The task ▸
Filter the lines below, keeping each one that holds "unwrap".

Working data ▸
* * * * * * * * *

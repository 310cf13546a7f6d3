use crate::accumulate::{Accumulator, SerialAccumulator};
use crate::axes::Axis;
use crate::error::{GridError, GridResult};
use crate::geometry::{Framing, GridGeometry};
use crate::grid::Grid;
use crate::options::GridOptions;
use crate::points::{PointSet, ValueSet, Weights};

/// Bins points into a regular grid, using a pluggable accumulation pass.
pub struct GridBuilder<A: Accumulator = SerialAccumulator> {
    pub options: GridOptions,
    pub accumulator: A,
}

impl GridBuilder<SerialAccumulator> {
    pub fn new(options: GridOptions) -> Self {
        Self { options, accumulator: SerialAccumulator }
    }
}

impl<A: Accumulator> GridBuilder<A> {
    pub fn with_accumulator(options: GridOptions, accumulator: A) -> Self {
        Self { options, accumulator }
    }

    /// Resolves the geometry only, without touching any values.
    pub fn geometry(&self, points: &PointSet<'_>) -> GridResult<GridGeometry> {
        GridGeometry::resolve(points, &self.options)
    }

    /// Grids `points`, summing `values` per voxel, or counting points when `values` is `None`.
    ///
    /// Returns the grid and one broadcastable coordinate axis per spatial dimension.
    pub fn build(
        &self,
        points: &PointSet<'_>,
        values: Option<&ValueSet<'_>>,
    ) -> GridResult<(Grid, Vec<Axis>)> {
        if let Some(values) = values {
            if values.len() != points.len() {
                return Err(GridError::shape(
                    "values",
                    format!("{} rows, one per point", points.len()),
                    values.len(),
                ));
            }
        }
        let weights = Weights::from(values.copied());

        let geometry = self.geometry(points)?;
        log::debug!(
            "grid {:?} x {} properties, voxel {:?}, origin {:?}",
            geometry.grid_length,
            weights.width(),
            geometry.voxel_length,
            geometry.origin
        );

        let mut grid = Grid::zeros(geometry.grid_length.clone(), weights.width())?;
        let inside = self
            .accumulator
            .accumulate(&geometry, points, &weights, grid.as_mut_slice());

        if let Framing::Fixed { .. } = geometry.framing {
            log::debug!(
                "discarded {} of {} points outside the fixed grid box",
                points.len() - inside,
                points.len()
            );
        }

        if self.options.calc_density {
            grid.divide(geometry.voxel_volume());
        }

        Ok((grid, Axis::from_geometry(&geometry)))
    }
}

/// Grids `points` with the serial accumulator.
///
/// ```
/// use gridbin::{build_grid, GridOptions, PointSet};
///
/// let points = PointSet::from_points(&[[0.2], [0.7], [1.9]]);
/// let (grid, axes) = build_grid(&points, None, &GridOptions::default()).unwrap();
/// assert_eq!(grid.as_slice(), &[2.0, 1.0]);
/// assert!((axes[0].centers()[1] - 1.7).abs() < 1e-12);
/// ```
pub fn build_grid(
    points: &PointSet<'_>,
    values: Option<&ValueSet<'_>>,
    options: &GridOptions,
) -> GridResult<(Grid, Vec<Axis>)> {
    GridBuilder::new(options.clone()).build(points, values)
}
//! Grid configuration.

use crate::extent::Extent;
use serde::{Deserialize, Serialize};

/// How points lying exactly on the edge of a fixed grid box are treated.
#[derive(Clone, Copy, Debug, Default, PartialEq, Eq, Serialize, Deserialize)]
#[serde(rename_all = "snake_case")]
pub enum BoundaryPolicy {
    /// Keep only points strictly inside the box: `0 < s < dims`.
    #[default]
    Exclusive,
    /// Keep the lower edge, drop the upper one: `0 <= s < dims`.
    HalfOpen,
}

impl BoundaryPolicy {
    /// Tests an origin-shifted coordinate `s` against a box side of length `len`.
    #[inline]
    pub fn admits(self, s: f64, len: f64) -> bool {
        match self {
            BoundaryPolicy::Exclusive => s > 0.0 && s < len,
            BoundaryPolicy::HalfOpen => s >= 0.0 && s < len,
        }
    }
}

/// Grid parameters.
///
/// The defaults produce a count histogram with unit voxels fitted to the data.
/// Options can be chained:
///
/// ```
/// use gridbin::GridOptions;
///
/// let options = GridOptions::new()
///     .voxel_length([0.5, 2.0])
///     .fixed([10.0, 20.0])
///     .center(vec![0.0, 0.0])
///     .density(true);
/// assert!(!options.fit_dims);
/// ```
///
/// or loaded from JSON, where every field is optional:
///
/// ```
/// let options: gridbin::GridOptions =
///     serde_json::from_str(r#"{ "voxel_length": 0.25, "calc_density": true }"#).unwrap();
/// assert!(options.fit_dims);
/// ```
#[derive(Clone, Debug, PartialEq, Serialize, Deserialize)]
#[serde(default)]
pub struct GridOptions {
    /// Divide accumulated totals by the voxel volume.
    pub calc_density: bool,
    /// Side length of a voxel, shared or per axis.
    pub voxel_length: Extent,
    /// Fit the grid to the bounding box of the data instead of using `dims`/`center`.
    pub fit_dims: bool,
    /// Side lengths of the fixed grid box. Required when `fit_dims` is false.
    pub dims: Option<Extent>,
    /// Center of the fixed grid box, `dims / 2` when absent.
    pub center: Option<Vec<f64>>,
    /// Edge policy for fixed-box filtering.
    pub boundary: BoundaryPolicy,
}

impl Default for GridOptions {
    fn default() -> Self {
        Self {
            calc_density: false,
            voxel_length: Extent::Uniform(1.0),
            fit_dims: true,
            dims: None,
            center: None,
            boundary: BoundaryPolicy::Exclusive,
        }
    }
}

impl GridOptions {
    pub fn new() -> Self {
        Self::default()
    }

    pub fn density(mut self, calc_density: bool) -> Self {
        self.calc_density = calc_density;
        self
    }

    pub fn voxel_length(mut self, voxel_length: impl Into<Extent>) -> Self {
        self.voxel_length = voxel_length.into();
        self
    }

    pub fn fit_dims(mut self, fit_dims: bool) -> Self {
        self.fit_dims = fit_dims;
        self
    }

    /// Switches to a fixed grid box with side lengths `dims`.
    pub fn fixed(mut self, dims: impl Into<Extent>) -> Self {
        self.fit_dims = false;
        self.dims = Some(dims.into());
        self
    }

    pub fn center(mut self, center: impl Into<Vec<f64>>) -> Self {
        self.center = Some(center.into());
        self
    }

    pub fn boundary(mut self, boundary: BoundaryPolicy) -> Self {
        self.boundary = boundary;
        self
    }
}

* * * * * * * * *

Solved problem ▸
/// let (grid, axes) = build_grid(&points, None, &GridOptions::default()).unwrap();
///     serde_json::from_str(r#"{ "voxel_length": 0.25, "calc_density": true }"#).unwrap();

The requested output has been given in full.